Ce processus de radicalisation montre comment un acte singulier de violence peut être utilisé comme catalyseur de mobilisation et de consolidation des forces réactionnaires. À l’instar du cas de Calvo Sotelo en Espagne, un meurtre y est instrumentalisé politiquement pour exciter la colère et transformer un électorat diffus en un mouvement de masse militant qui se consolide et se radicalise par la création d’un « martyr » et d’une rhétorique émotionnelle du sang.
Les sociaux-démocrates, les « démocrates » et les libéraux effrayés comme assistants
Cette campagne ne pourrait réussir sans la collaboration directe ou indirecte des médias bourgeois et des partis réformistes. Au lieu de démasquer les idées fascistes de Kirk et les manœuvres politiques qui les soutiennent, des journaux « libéraux » comme The Guardian et Le Monde publient des nécrologies sonores et appellent à « l’unité » et à la « tolérance ».
Keir Starmer, le dirigeant du Parti travailliste britannique, exprime sa « profonde émotion » face à la mort de Kirk et affirme que « la violence politique » n’a pas sa place. C’est de l’hypocrisie au plus haut degré. Les mêmes politicien·ne·s qui versent des larmes pour Kirk criminalisent les protestations pacifiques contre le génocide en Palestine et font arrêter des militant·e·s. Keir Starmer utilise les lois antiterroristes pour lancer la police à matraque contre des manifestant·e·s solidaires de « Palestine Action ».

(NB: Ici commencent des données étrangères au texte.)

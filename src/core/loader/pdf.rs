//! PDF loader.
//!
//! Text is extracted per page with pdf-extract on a worker thread, since
//! malformed files can make it spin or panic. If that fails or takes
//! longer than [`EXTRACTION_TIMEOUT`], lopdf's own text extraction is
//! tried before giving up.
//!
//! A worker that times out cannot be stopped: it keeps running, detached,
//! until pdf-extract returns. At most [`MAX_RUNNING_EXTRACTIONS`] workers
//! exist at once; while that many are still stuck, new files go straight
//! to lopdf instead of spawning another thread.

use std::path::Path;
use std::sync::atomic::{AtomicUsize, Ordering};
use std::sync::mpsc::{self, RecvTimeoutError};
use std::thread;
use std::time::Duration;

use once_cell::sync::Lazy;
use regex::Regex;
use serde_json::Value;

use crate::core::error::{RagprepError, Result};
use crate::core::loader::read_bytes;
use crate::core::types::LoadedDocument;

pub const EXTRACTION_TIMEOUT: Duration = Duration::from_secs(60);

/// Upper bound on live pdf-extract worker threads
pub const MAX_RUNNING_EXTRACTIONS: usize = 4;

static RUNNING_EXTRACTIONS: AtomicUsize = AtomicUsize::new(0);

/// A claimed worker slot, released when the worker thread ends
struct ExtractionSlot;

impl ExtractionSlot {
    fn acquire() -> Option<Self> {
        RUNNING_EXTRACTIONS
            .fetch_update(Ordering::SeqCst, Ordering::SeqCst, |running| {
                (running < MAX_RUNNING_EXTRACTIONS).then_some(running + 1)
            })
            .ok()
            .map(|_| ExtractionSlot)
    }
}

impl Drop for ExtractionSlot {
    fn drop(&mut self) {
        RUNNING_EXTRACTIONS.fetch_sub(1, Ordering::SeqCst);
    }
}

static EXCESS_BLANK_LINES: Lazy<Regex> = Lazy::new(|| Regex::new(r"\n{3,}").unwrap());

/// Load a PDF file as one unit per page
pub fn load(path: &Path) -> Result<Vec<LoadedDocument>> {
    let bytes = read_bytes(path)?;
    let pages = extract_pages(&bytes)
        .map_err(|e| RagprepError::LoadFailed(format!("Failed to extract text from {path:?}: {e}")))?;

    tracing::debug!("Extracted {} pages from {:?}", pages.len(), path);
    Ok(pages_to_documents(pages, path))
}

/// Turn raw page texts into units carrying `page` (0-based) and
/// `total_pages`
pub fn pages_to_documents(pages: Vec<String>, source: &Path) -> Vec<LoadedDocument> {
    let total_pages = pages.len();
    pages
        .into_iter()
        .enumerate()
        .map(|(page, text)| {
            let mut unit = LoadedDocument::from_source(clean_page_text(&text), source);
            unit.metadata.insert("page".to_string(), Value::from(page));
            unit.metadata
                .insert("total_pages".to_string(), Value::from(total_pages));
            unit
        })
        .collect()
}

/// Drop NUL bytes and trailing spaces, and cap blank-line runs at one
fn clean_page_text(text: &str) -> String {
    let lines: Vec<&str> = text.split('\n').map(|line| line.trim_end()).collect();
    let joined = lines.join("\n").replace('\0', "");
    EXCESS_BLANK_LINES
        .replace_all(&joined, "\n\n")
        .trim()
        .to_string()
}

fn extract_pages(bytes: &[u8]) -> std::result::Result<Vec<String>, String> {
    match extract_with_timeout(bytes) {
        Ok(pages) => Ok(pages),
        Err(primary) => {
            tracing::warn!("pdf-extract failed ({}), falling back to lopdf", primary);
            extract_with_lopdf(bytes).map_err(|fallback| format!("{primary}; lopdf: {fallback}"))
        }
    }
}

fn extract_with_timeout(bytes: &[u8]) -> std::result::Result<Vec<String>, String> {
    let slot = ExtractionSlot::acquire().ok_or_else(|| {
        format!("{MAX_RUNNING_EXTRACTIONS} earlier extractions are still running")
    })?;
    let data = bytes.to_vec();
    let (tx, rx) = mpsc::channel();

    thread::spawn(move || {
        let _slot = slot;
        let result = pdf_extract::extract_text_from_mem_by_pages(&data).map_err(|e| e.to_string());
        let _ = tx.send(result);
    });

    match rx.recv_timeout(EXTRACTION_TIMEOUT) {
        Ok(result) => result,
        Err(RecvTimeoutError::Timeout) => Err(format!(
            "extraction timed out after {}s",
            EXTRACTION_TIMEOUT.as_secs()
        )),
        Err(RecvTimeoutError::Disconnected) => Err("extraction thread panicked".to_string()),
    }
}

fn extract_with_lopdf(bytes: &[u8]) -> std::result::Result<Vec<String>, String> {
    let document = lopdf::Document::load_mem(bytes).map_err(|e| e.to_string())?;
    let page_numbers: Vec<u32> = document.get_pages().keys().copied().collect();

    page_numbers
        .iter()
        .map(|&number| {
            document
                .extract_text(&[number])
                .map_err(|e| format!("page {number}: {e}"))
        })
        .collect()
}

La nature dialectique de ce développement est évidente. Les mensonges persistants et les provocations réactionnaires de figures comme Kirk conduisent à la polarisation. Quand les tensions ainsi produites éclatent en violence, cette violence est immédiatement instrumentalisée par la classe dirigeante et ses forces réactionnaires pour enfoncer un coin idéologique dans la société et lancer une nouvelle chasse aux sorcières contre les antifascistes et les militant·e·s du mouvement ouvrier. La classe dirigeante est prête à pactiser avec les forces fascisantes pour réprimer les tendances révolutionnaires au sein de la classe ouvrière. La violence et la provocation de figures telles que Charlie Kirk (qui, entre autres, a propagé la théorie raciste du « Grand Remplacement » et qualifié le Civil Rights Act de « gigantesque erreur ») engendrent une polarisation qui fournit à son tour la base d’une escalade. Si cette escalade prend la forme de violence politique, elle sera utilisée par la droite pour justifier et accélérer sa propre radicalisation. C’est un cycle infernal de provocation, d’escalade et d’instrumentalisation.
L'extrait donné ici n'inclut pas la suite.